Report the count of lines in the records below that hold the word "Value", omitting everything but the number.

+-------+

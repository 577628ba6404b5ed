use sqlweave::prelude::*;

mod common;
use common::*;

#[test]
fn inner_join_keeps_columns_non_null() {
    let (foo, bar) = tables();
    let query = select((foo.name, bar.label))
        .from(foo.inner_join(bar).on(bar.foo_id.eq(foo.id)))
        .where_(bar.amount.gt(100i64))
        .build();
    assert_eq!(
        query.render(Dialect::PostgreSQL).unwrap().sql,
        r#"SELECT "tab_foo"."name", "tab_bar"."label" FROM "tab_foo" INNER JOIN "tab_bar" ON "tab_bar"."foo_id" = "tab_foo"."id" WHERE "tab_bar"."amount" > $1"#
    );

    let row: (String, String) = query
        .decode(&vec![Value::from("f"), Value::from("b")])
        .unwrap();
    assert_eq!(row, ("f".to_string(), "b".to_string()));
}

#[test]
fn left_join_makes_right_side_nullable() {
    let (foo, bar) = tables();
    let query = select((foo.name, bar.label, bar.amount))
        .from(foo.left_join(bar).on(bar.foo_id.eq(foo.id)))
        .unconditionally()
        .build();
    assert_eq!(
        query.to_string(),
        r#"SELECT "tab_foo"."name", "tab_bar"."label", "tab_bar"."amount" FROM "tab_foo" LEFT JOIN "tab_bar" ON "tab_bar"."foo_id" = "tab_foo"."id""#
    );

    let row: (String, Option<String>, Option<i64>) = query
        .decode(&vec![Value::from("lonely"), Value::Null, Value::Null])
        .unwrap();
    assert_eq!(row, ("lonely".to_string(), None, None));
}

#[test]
fn null_safe_expressions_ignore_outer_joins() {
    let (foo, bar) = tables();
    let query = select((
        coalesce(bar.amount, 0i64).as_(Total),
        bar.label.is_null().as_(Hits),
        coalesce(bar.foo_id, bar.id).as_(Best),
    ))
    .from(foo.left_join(bar).on(bar.foo_id.eq(foo.id)))
    .unconditionally()
    .build();
    assert_eq!(
        query.to_string(),
        r#"SELECT COALESCE("tab_bar"."amount", ?) AS "total", "tab_bar"."label" IS NULL AS "hits", COALESCE("tab_bar"."foo_id", "tab_bar"."id") AS "best" FROM "tab_foo" LEFT JOIN "tab_bar" ON "tab_bar"."foo_id" = "tab_foo"."id""#
    );

    // the fallback itself reads the outer-joined table
    let row: (i64, bool, Option<i32>) = query
        .decode(&vec![Value::Integer(0), Value::Bool(true), Value::Null])
        .unwrap();
    assert_eq!(row, (0, true, None));
}

#[test]
fn right_join_makes_left_side_nullable() {
    let (foo, bar) = tables();
    let query = select((foo.name, bar.label))
        .from(foo.right_outer_join(bar).on(bar.foo_id.eq(foo.id)))
        .unconditionally()
        .build();
    assert_eq!(
        query.to_string(),
        r#"SELECT "tab_foo"."name", "tab_bar"."label" FROM "tab_foo" RIGHT OUTER JOIN "tab_bar" ON "tab_bar"."foo_id" = "tab_foo"."id""#
    );

    let row: (Option<String>, String) = query
        .decode(&vec![Value::Null, Value::from("orphan")])
        .unwrap();
    assert_eq!(row, (None, "orphan".to_string()));
}

#[test]
fn full_join_makes_both_sides_nullable() {
    let (foo, bar) = tables();
    let query = select((foo.id, bar.amount))
        .from(foo.full_join(bar).on(bar.foo_id.eq(foo.id)))
        .unconditionally()
        .build();

    let row: (Option<i32>, Option<i64>) = query
        .decode(&vec![Value::Integer(3), Value::Null])
        .unwrap();
    assert_eq!(row, (Some(3), None));

    assert!(query.render(Dialect::PostgreSQL).is_ok());
    assert!(matches!(
        query.render(Dialect::MySQL),
        Err(SqlweaveError::Unsupported { .. })
    ));
}

#[test]
fn chained_joins_accumulate_scope() {
    let (foo, bar) = tables();
    let other = foo.as_(Other);
    let query = select((foo.name, bar.label, other.col(foo.name).as_(Best)))
        .from(
            foo.join(bar)
                .on(bar.foo_id.eq(foo.id))
                .left_join(other)
                .on(other.col(foo.id).eq(bar.amount)),
        )
        .unconditionally()
        .build();
    assert_eq!(
        query.to_string(),
        r#"SELECT "tab_foo"."name", "tab_bar"."label", "other"."name" AS "best" FROM "tab_foo" JOIN "tab_bar" ON "tab_bar"."foo_id" = "tab_foo"."id" LEFT JOIN "tab_foo" AS "other" ON "other"."id" = "tab_bar"."amount""#
    );

    let row: (String, String, Option<String>) = query
        .decode(&vec![Value::from("a"), Value::from("b"), Value::Null])
        .unwrap();
    assert_eq!(row.2, None);
}

#[test]
fn self_join_through_an_alias() {
    let foo = TabFoo::default();
    let other = foo.as_(Other);
    let query = select((foo.name, other.col(foo.name).as_(Label)))
        .from(foo.join(other).on(other.col(foo.score).gt(foo.score)))
        .unconditionally()
        .build();
    assert_eq!(
        query.to_string(),
        r#"SELECT "tab_foo"."name", "other"."name" AS "label" FROM "tab_foo" JOIN "tab_foo" AS "other" ON "other"."score" > "tab_foo"."score""#
    );
}

#[test]
fn cross_join_needs_no_condition() {
    let (foo, bar) = tables();
    let query = select((foo.name, bar.label))
        .from(foo.cross_join(bar))
        .unconditionally()
        .build();
    assert_eq!(
        query.to_string(),
        r#"SELECT "tab_foo"."name", "tab_bar"."label" FROM "tab_foo" CROSS JOIN "tab_bar""#
    );
}

#[test]
fn join_on_the_right_is_parenthesized() {
    let (foo, bar) = tables();
    let other = foo.as_(Other);
    let inner = bar.join(other).on(other.col(foo.id).eq(bar.foo_id));
    let query = select(foo.name)
        .from(foo.left_join(inner).on(bar.foo_id.eq(foo.id)))
        .unconditionally()
        .build();
    assert_eq!(
        query.to_string(),
        r#"SELECT "tab_foo"."name" FROM "tab_foo" LEFT JOIN ("tab_bar" JOIN "tab_foo" AS "other" ON "other"."id" = "tab_bar"."foo_id") ON "tab_bar"."foo_id" = "tab_foo"."id""#
    );
}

+-------+

> Response area
6